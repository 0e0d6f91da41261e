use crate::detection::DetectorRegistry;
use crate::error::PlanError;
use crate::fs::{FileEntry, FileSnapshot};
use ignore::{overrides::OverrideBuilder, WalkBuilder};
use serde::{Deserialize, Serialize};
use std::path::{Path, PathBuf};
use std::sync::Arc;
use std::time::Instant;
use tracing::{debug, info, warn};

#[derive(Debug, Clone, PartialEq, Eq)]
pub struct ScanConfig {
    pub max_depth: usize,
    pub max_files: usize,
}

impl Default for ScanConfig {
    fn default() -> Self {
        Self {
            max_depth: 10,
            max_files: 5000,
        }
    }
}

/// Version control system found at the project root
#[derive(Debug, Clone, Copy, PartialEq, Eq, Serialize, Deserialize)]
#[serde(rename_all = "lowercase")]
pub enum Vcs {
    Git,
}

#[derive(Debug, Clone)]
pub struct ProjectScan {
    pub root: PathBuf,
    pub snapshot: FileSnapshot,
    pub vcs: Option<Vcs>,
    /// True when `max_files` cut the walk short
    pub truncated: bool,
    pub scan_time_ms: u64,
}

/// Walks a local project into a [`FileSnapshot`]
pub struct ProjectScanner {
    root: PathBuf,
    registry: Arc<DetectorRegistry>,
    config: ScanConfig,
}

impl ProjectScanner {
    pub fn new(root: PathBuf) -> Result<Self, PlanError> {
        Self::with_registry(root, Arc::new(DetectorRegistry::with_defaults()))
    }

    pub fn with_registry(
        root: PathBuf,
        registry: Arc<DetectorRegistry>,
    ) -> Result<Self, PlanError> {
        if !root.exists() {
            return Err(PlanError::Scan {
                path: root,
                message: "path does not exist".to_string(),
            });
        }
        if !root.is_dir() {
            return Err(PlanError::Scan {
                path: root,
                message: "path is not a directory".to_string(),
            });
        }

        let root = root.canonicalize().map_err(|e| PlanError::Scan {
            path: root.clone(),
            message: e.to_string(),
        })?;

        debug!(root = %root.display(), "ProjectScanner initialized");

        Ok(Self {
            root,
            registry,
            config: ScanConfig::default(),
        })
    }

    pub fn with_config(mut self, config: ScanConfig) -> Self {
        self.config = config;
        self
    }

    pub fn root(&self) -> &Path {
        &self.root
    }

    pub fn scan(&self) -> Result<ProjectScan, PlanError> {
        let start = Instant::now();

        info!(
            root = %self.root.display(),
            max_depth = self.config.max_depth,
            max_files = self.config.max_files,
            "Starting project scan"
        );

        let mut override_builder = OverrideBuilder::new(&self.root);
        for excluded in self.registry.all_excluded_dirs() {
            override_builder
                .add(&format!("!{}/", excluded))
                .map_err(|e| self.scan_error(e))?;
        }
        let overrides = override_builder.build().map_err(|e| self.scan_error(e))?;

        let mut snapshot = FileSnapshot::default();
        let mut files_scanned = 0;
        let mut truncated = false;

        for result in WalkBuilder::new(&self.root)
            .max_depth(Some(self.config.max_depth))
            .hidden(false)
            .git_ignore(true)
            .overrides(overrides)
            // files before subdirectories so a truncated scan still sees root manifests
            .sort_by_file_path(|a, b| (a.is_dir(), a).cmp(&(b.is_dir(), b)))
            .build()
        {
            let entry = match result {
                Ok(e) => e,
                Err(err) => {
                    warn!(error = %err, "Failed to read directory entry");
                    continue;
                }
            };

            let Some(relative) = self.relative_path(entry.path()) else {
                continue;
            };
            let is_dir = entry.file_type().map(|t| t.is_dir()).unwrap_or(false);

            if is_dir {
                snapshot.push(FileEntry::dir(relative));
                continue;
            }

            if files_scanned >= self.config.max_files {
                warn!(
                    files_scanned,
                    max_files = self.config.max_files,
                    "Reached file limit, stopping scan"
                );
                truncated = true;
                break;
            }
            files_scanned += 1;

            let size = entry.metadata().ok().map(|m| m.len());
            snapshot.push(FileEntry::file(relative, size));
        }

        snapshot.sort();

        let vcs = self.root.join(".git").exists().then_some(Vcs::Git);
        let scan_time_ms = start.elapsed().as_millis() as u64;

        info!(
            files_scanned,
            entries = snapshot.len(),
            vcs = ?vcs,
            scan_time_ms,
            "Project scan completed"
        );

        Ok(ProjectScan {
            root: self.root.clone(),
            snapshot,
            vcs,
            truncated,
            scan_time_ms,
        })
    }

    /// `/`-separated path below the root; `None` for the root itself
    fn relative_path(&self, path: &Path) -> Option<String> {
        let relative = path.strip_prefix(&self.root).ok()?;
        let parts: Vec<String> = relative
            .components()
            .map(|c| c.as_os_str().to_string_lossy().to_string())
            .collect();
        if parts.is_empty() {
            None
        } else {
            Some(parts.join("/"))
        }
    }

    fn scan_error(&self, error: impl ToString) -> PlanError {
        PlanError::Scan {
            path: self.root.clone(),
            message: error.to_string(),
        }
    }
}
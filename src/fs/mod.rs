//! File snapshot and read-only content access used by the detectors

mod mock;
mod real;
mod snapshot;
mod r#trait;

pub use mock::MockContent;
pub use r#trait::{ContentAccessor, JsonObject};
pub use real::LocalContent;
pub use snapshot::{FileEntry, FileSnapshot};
━━━━━━━━━━━━━━━━
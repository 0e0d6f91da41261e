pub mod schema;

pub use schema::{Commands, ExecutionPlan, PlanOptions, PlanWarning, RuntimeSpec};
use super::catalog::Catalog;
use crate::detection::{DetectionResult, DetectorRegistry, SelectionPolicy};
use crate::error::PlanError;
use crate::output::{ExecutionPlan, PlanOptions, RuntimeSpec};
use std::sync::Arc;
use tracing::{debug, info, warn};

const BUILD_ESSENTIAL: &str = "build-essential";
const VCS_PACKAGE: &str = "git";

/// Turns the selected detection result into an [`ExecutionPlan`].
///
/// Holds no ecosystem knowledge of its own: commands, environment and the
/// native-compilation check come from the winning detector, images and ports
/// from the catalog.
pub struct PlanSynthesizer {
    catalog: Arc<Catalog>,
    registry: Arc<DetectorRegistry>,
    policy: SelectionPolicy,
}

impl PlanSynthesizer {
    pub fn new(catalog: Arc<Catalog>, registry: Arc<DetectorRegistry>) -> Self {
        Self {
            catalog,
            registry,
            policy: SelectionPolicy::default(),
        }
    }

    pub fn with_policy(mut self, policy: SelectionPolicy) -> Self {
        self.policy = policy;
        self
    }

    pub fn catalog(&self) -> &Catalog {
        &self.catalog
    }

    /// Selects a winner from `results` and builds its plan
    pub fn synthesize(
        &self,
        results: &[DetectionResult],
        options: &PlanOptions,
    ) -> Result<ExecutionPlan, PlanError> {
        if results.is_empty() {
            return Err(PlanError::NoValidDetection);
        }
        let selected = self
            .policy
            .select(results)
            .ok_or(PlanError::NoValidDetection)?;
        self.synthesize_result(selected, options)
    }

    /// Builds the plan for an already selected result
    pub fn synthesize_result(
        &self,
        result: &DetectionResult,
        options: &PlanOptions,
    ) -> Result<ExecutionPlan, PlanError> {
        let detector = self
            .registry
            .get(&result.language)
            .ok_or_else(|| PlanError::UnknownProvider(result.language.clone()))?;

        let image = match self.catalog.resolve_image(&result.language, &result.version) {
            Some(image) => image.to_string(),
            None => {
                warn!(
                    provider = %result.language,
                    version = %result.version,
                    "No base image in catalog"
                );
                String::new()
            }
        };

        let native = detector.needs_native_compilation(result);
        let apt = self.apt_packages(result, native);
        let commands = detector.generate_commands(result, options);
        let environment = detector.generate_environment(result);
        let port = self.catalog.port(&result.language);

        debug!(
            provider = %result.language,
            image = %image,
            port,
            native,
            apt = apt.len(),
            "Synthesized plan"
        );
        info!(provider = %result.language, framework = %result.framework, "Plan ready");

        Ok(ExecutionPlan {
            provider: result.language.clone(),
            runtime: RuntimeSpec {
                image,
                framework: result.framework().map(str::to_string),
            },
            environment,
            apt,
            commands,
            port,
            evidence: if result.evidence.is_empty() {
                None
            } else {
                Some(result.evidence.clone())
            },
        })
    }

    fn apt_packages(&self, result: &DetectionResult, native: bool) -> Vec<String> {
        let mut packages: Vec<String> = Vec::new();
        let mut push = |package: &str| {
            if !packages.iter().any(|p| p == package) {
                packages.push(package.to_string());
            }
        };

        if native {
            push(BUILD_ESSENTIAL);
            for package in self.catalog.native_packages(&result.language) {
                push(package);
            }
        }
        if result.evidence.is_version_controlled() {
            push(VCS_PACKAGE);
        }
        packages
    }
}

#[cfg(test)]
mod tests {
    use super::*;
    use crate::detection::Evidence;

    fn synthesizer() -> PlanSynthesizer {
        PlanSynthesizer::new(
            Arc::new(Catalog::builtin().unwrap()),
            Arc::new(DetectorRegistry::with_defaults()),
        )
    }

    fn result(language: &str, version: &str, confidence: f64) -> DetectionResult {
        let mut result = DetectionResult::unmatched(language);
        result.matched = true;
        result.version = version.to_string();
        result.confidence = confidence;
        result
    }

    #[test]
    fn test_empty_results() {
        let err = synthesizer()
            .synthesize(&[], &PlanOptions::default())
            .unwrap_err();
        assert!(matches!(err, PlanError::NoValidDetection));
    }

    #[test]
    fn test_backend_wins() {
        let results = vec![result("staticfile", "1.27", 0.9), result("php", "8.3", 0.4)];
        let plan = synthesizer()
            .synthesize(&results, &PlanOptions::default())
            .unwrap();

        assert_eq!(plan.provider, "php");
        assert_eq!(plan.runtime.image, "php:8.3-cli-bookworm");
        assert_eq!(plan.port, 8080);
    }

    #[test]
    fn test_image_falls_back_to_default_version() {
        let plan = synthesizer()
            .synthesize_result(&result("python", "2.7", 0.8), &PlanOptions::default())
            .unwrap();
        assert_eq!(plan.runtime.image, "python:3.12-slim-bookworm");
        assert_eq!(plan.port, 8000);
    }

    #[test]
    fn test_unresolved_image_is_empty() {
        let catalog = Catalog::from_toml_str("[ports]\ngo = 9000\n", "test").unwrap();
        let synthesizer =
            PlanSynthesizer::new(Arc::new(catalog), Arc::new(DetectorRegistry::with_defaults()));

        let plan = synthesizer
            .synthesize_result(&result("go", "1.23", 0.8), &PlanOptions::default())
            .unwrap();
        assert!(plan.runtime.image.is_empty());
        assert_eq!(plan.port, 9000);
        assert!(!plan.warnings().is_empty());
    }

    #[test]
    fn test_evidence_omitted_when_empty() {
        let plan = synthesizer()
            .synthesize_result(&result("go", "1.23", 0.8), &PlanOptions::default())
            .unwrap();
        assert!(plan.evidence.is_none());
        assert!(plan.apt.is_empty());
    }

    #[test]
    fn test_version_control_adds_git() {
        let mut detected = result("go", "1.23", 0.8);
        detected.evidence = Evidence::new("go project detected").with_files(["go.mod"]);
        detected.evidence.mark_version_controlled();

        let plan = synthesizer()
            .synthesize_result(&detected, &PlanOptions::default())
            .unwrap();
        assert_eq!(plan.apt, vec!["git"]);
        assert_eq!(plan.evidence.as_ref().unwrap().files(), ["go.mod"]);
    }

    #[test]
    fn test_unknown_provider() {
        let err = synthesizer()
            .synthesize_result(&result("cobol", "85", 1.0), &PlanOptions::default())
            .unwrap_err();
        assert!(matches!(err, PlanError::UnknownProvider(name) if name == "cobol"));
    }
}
━━━━━━━━━━━━━━━━
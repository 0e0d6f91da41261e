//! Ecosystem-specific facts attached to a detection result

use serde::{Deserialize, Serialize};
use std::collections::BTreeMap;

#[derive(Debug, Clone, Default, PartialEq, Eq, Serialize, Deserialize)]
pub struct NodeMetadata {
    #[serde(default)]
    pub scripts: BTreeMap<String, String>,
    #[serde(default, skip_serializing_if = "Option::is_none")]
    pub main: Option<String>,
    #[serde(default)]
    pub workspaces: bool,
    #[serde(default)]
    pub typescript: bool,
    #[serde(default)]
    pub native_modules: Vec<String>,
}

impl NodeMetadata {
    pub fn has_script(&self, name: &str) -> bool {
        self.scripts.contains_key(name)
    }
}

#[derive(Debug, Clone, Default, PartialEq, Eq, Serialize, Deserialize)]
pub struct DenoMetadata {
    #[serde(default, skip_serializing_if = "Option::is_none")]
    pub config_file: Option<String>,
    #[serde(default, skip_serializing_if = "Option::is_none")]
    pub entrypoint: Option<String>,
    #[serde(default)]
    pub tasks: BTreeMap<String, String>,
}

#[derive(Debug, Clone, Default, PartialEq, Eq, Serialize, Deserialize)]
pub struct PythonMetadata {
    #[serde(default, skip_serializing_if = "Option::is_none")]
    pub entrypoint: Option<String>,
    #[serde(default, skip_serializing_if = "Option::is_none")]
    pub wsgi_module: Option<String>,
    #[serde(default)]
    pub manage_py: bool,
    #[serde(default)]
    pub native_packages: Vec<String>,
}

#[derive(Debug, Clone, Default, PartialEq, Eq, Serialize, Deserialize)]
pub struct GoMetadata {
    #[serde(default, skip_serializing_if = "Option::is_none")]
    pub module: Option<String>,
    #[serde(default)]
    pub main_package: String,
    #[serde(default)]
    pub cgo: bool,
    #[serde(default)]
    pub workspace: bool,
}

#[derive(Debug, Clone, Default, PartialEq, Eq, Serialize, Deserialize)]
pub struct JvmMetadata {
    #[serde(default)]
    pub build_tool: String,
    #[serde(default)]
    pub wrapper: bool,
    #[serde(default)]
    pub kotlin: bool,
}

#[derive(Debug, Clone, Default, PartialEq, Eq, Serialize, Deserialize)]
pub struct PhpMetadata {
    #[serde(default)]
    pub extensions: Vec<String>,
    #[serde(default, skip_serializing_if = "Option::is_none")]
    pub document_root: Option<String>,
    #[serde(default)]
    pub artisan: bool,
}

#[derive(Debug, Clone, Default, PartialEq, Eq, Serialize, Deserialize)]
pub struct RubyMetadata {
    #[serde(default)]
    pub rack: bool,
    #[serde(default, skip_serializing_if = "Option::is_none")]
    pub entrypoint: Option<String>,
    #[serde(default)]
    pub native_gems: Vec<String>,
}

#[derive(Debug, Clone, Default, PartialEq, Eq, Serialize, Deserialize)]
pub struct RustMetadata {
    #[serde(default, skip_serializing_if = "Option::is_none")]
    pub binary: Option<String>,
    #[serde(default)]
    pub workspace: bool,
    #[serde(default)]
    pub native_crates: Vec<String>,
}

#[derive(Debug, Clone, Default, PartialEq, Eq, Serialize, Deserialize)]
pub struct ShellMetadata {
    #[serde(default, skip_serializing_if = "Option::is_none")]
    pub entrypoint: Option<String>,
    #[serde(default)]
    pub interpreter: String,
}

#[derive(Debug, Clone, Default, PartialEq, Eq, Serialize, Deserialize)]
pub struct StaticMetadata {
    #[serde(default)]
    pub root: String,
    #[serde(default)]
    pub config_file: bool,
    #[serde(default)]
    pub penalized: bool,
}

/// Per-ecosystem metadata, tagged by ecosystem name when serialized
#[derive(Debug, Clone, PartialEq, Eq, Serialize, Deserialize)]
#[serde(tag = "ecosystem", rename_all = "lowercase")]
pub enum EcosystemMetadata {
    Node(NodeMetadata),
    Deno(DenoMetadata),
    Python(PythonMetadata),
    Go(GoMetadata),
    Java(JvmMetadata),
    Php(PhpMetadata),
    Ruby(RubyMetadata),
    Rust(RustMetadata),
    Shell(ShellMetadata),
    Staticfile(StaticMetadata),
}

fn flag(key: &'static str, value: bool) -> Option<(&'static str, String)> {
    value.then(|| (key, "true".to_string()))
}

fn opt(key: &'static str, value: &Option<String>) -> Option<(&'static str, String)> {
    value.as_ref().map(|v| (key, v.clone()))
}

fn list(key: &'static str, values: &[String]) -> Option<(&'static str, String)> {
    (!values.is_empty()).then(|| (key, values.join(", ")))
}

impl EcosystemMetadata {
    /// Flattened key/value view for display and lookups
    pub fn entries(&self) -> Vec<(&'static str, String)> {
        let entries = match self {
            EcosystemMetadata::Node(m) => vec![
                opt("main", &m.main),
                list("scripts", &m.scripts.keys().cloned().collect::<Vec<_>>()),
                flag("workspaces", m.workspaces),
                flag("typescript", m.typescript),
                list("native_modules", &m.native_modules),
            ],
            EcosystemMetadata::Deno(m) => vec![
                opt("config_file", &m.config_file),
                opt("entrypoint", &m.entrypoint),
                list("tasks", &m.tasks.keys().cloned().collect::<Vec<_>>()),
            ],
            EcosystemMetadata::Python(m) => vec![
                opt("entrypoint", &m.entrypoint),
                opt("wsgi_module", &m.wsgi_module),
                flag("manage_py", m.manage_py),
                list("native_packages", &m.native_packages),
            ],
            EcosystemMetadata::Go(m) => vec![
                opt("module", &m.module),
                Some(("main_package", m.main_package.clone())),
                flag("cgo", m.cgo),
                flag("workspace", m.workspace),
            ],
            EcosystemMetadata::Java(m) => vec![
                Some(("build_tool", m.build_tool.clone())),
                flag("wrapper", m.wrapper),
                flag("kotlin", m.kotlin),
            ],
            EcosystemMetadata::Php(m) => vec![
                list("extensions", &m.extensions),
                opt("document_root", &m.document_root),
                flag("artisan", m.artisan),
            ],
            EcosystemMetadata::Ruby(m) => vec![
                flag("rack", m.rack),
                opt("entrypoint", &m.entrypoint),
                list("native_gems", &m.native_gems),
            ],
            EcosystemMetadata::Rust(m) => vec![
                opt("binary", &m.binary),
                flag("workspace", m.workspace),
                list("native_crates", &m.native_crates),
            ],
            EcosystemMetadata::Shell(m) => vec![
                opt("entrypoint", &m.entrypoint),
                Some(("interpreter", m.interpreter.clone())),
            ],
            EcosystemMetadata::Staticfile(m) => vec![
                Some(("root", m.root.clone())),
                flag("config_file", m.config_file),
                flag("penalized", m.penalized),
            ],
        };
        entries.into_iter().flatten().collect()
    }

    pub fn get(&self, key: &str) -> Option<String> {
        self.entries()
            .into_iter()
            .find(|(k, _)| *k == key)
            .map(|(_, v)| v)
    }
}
━━━━━━━━━━━━━━━━
▸ **What the task asks**:
Find every line in the records above that contains the word "ScanConfig", and copy each one.

▸ **Result for this exercise**:
pub struct ScanConfig {
impl Default for ScanConfig {
    config: ScanConfig,
            config: ScanConfig::default(),
    pub fn with_config(mut self, config: ScanConfig) -> Self {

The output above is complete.